Lalu, kenapa semua orang harus menghakimi Jessica? Bukankah Nirma tidak akan
meninggal jika Tuhan tidak berkendak, sekalipun ia menenggak sebotol racun?
Bukankah semua orang bisa meninggal meski sedang tidur sekalipun, jika Tuhan
telah berkehendak?
“Nir, aku tahu
kamu pasti mendengar tangisku selama 2.500 hari sejak aku kehilangan kamu. Kamu
yang paling tahu seperti apa kebenarannya. Aku mohon, bantulah aku! Tunjukkan
jalan kebenaran dengan caramu! Aku hanya bisa mengharapkan keajaiban dari Tuhan
dan seluruh makhluk ciptaan-Nya.”
“Jika aku boleh
memilih, aku akan memilih untuk mati. Supaya aku bisa bercengkerama dengan
Nirma seperti biasanya. Supaya aku bisa bercerita dengan Nirma tentang
ketidakadilan di dunia ini. Supaya aku bisa bercanda dengan Nirma dan saling
menertawakan betapa bodohnya manusia yang saling menghakimi.”
Jessica tak pernah
absen menitikan air matanya setiap malam. Tapi ia terus berusaha menguatkan
dirinya sendiri. Karena ia tahu, tak ada satu pun orang yang bisa jadi
sandaran. Tak ada orang yang akan menguatkan dirinya. Bahkan, ia masih harus
menguatkan kedua orang tuanya dalam kelemahan yang ia miliki.

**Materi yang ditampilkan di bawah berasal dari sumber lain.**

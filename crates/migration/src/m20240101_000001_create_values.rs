//! Create `values` table.
//! Stores named records with an optional description and audit timestamps.
use sea_orm_migration::{prelude::*, schema::*};

#[derive(DeriveMigrationName)]
pub struct Migration;

#[async_trait::async_trait]
impl MigrationTrait for Migration {
    async fn up(&self, manager: &SchemaManager) -> Result<(), DbErr> {
        manager
            .create_table(
                Table::create()
                    .table(Values::Table)
                    .if_not_exists()
                    .col(big_integer(Values::Id).primary_key().auto_increment())
                    .col(string_len(Values::Name, 256).not_null())
                    .col(string_null(Values::Description))
                    .col(timestamp_with_time_zone(Values::CreatedAt).not_null())
                    .col(timestamp_with_time_zone(Values::UpdatedAt).not_null())
                    .to_owned(),
            )
            .await
    }

    async fn down(&self, manager: &SchemaManager) -> Result<(), DbErr> {
        manager.drop_table(Table::drop().table(Values::Table).to_owned()).await
    }
}

#[derive(DeriveIden)]
enum Values {
    Table,
    Id,
    Name,
    Description,
    CreatedAt,
    UpdatedAt,
}
pub mod types;
pub mod utils;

“I am Jessica, not a killer!”
________________________________
Cerita ini hanyalah fiktif belaka.
Aku persembahkan untuk Jessica Kumala Wongso yang saat ini masih berada di dalam penjara. Semoga, Jessica fiksi karyaku bisa menjadi sahabat bercerita dan berbagi penderitaan tentang bagaimana rasanya diasingkan dunia atas kesalahan yang tidak pernah diperbuat.